*Problem to work on:* Wherever a line below holds the word "ConfigError", copy that line.

*Source material:*
------------------------------

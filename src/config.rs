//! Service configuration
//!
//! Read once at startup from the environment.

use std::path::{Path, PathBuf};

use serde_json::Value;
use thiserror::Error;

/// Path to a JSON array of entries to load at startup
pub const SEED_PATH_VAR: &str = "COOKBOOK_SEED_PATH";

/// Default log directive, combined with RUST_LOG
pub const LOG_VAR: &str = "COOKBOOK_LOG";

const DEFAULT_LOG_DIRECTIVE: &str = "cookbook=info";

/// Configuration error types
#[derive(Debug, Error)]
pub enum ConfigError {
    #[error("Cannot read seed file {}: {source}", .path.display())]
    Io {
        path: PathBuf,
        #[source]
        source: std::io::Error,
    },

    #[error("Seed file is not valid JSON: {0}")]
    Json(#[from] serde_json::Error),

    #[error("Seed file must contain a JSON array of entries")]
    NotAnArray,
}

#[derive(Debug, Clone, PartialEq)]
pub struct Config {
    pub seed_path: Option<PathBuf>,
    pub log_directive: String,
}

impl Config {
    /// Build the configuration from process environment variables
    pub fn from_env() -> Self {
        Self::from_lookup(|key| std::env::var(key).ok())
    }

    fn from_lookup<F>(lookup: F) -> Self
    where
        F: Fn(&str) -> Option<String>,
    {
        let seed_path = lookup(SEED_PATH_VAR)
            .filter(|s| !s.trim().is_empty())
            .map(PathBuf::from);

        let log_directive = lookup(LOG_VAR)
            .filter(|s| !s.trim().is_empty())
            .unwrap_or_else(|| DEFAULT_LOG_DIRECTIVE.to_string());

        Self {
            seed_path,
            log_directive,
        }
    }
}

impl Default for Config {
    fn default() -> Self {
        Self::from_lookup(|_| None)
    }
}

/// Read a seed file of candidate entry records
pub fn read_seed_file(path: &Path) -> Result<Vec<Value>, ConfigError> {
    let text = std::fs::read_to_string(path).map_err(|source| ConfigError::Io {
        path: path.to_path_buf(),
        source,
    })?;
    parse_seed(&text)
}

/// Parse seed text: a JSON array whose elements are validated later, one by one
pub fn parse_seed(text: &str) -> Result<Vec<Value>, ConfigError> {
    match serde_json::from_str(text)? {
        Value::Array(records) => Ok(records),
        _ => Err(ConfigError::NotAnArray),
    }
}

------------------------------

*Task output:*
pub enum ConfigError {
pub fn read_seed_file(path: &Path) -> Result<Vec<Value>, ConfigError> {
    let text = std::fs::read_to_string(path).map_err(|source| ConfigError::Io {
pub fn parse_seed(text: &str) -> Result<Vec<Value>, ConfigError> {
        _ => Err(ConfigError::NotAnArray),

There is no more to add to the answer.